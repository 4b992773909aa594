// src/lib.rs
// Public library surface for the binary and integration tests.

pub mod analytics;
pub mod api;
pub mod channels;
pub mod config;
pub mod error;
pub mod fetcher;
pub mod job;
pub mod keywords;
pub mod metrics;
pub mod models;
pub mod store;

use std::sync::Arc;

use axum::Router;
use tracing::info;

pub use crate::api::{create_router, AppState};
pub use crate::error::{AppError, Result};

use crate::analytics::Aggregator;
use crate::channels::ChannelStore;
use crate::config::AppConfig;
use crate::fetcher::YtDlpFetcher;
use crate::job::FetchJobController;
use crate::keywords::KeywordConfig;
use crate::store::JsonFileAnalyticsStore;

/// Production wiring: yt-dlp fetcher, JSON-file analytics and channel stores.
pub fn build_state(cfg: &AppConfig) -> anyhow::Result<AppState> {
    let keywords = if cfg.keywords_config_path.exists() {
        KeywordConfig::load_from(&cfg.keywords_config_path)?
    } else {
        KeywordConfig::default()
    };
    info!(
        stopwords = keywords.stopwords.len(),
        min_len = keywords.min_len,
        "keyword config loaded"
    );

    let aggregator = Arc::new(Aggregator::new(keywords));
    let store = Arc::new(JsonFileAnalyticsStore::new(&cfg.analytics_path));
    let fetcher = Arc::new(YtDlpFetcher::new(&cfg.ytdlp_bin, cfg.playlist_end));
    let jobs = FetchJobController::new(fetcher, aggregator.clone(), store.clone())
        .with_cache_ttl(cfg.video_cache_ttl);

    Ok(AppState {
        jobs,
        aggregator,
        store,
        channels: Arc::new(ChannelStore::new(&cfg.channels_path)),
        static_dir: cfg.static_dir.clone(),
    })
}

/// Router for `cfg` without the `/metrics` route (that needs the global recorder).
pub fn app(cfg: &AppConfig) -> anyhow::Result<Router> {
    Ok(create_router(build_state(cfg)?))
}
++++++++++++++++++++
■ **About this exercise**:
The task calls for every line of the material to be reproduced precisely.

■ **Reply**:
repository 4b992773909aa594
// src/lib.rs
// Public library surface for the binary and integration tests.

pub mod analytics;
pub mod api;
pub mod channels;
pub mod config;
pub mod error;
pub mod fetcher;
pub mod job;
pub mod keywords;
pub mod metrics;
pub mod models;
pub mod store;

use std::sync::Arc;

use axum::Router;
use tracing::info;

pub use crate::api::{create_router, AppState};
pub use crate::error::{AppError, Result};

use crate::analytics::Aggregator;
use crate::channels::ChannelStore;
use crate::config::AppConfig;
use crate::fetcher::YtDlpFetcher;
use crate::job::FetchJobController;
use crate::keywords::KeywordConfig;
use crate::store::JsonFileAnalyticsStore;

/// Production wiring: yt-dlp fetcher, JSON-file analytics and channel stores.
pub fn build_state(cfg: &AppConfig) -> anyhow::Result<AppState> {
    let keywords = if cfg.keywords_config_path.exists() {
        KeywordConfig::load_from(&cfg.keywords_config_path)?
    } else {
        KeywordConfig::default()
    };
    info!(
        stopwords = keywords.stopwords.len(),
        min_len = keywords.min_len,
        "keyword config loaded"
    );

    let aggregator = Arc::new(Aggregator::new(keywords));
    let store = Arc::new(JsonFileAnalyticsStore::new(&cfg.analytics_path));
    let fetcher = Arc::new(YtDlpFetcher::new(&cfg.ytdlp_bin, cfg.playlist_end));
    let jobs = FetchJobController::new(fetcher, aggregator.clone(), store.clone())
        .with_cache_ttl(cfg.video_cache_ttl);

    Ok(AppState {
        jobs,
        aggregator,
        store,
        channels: Arc::new(ChannelStore::new(&cfg.channels_path)),
        static_dir: cfg.static_dir.clone(),
    })
}

/// Router for `cfg` without the `/metrics` route (that needs the global recorder).
pub fn app(cfg: &AppConfig) -> anyhow::Result<Router> {
    Ok(create_router(build_state(cfg)?))
}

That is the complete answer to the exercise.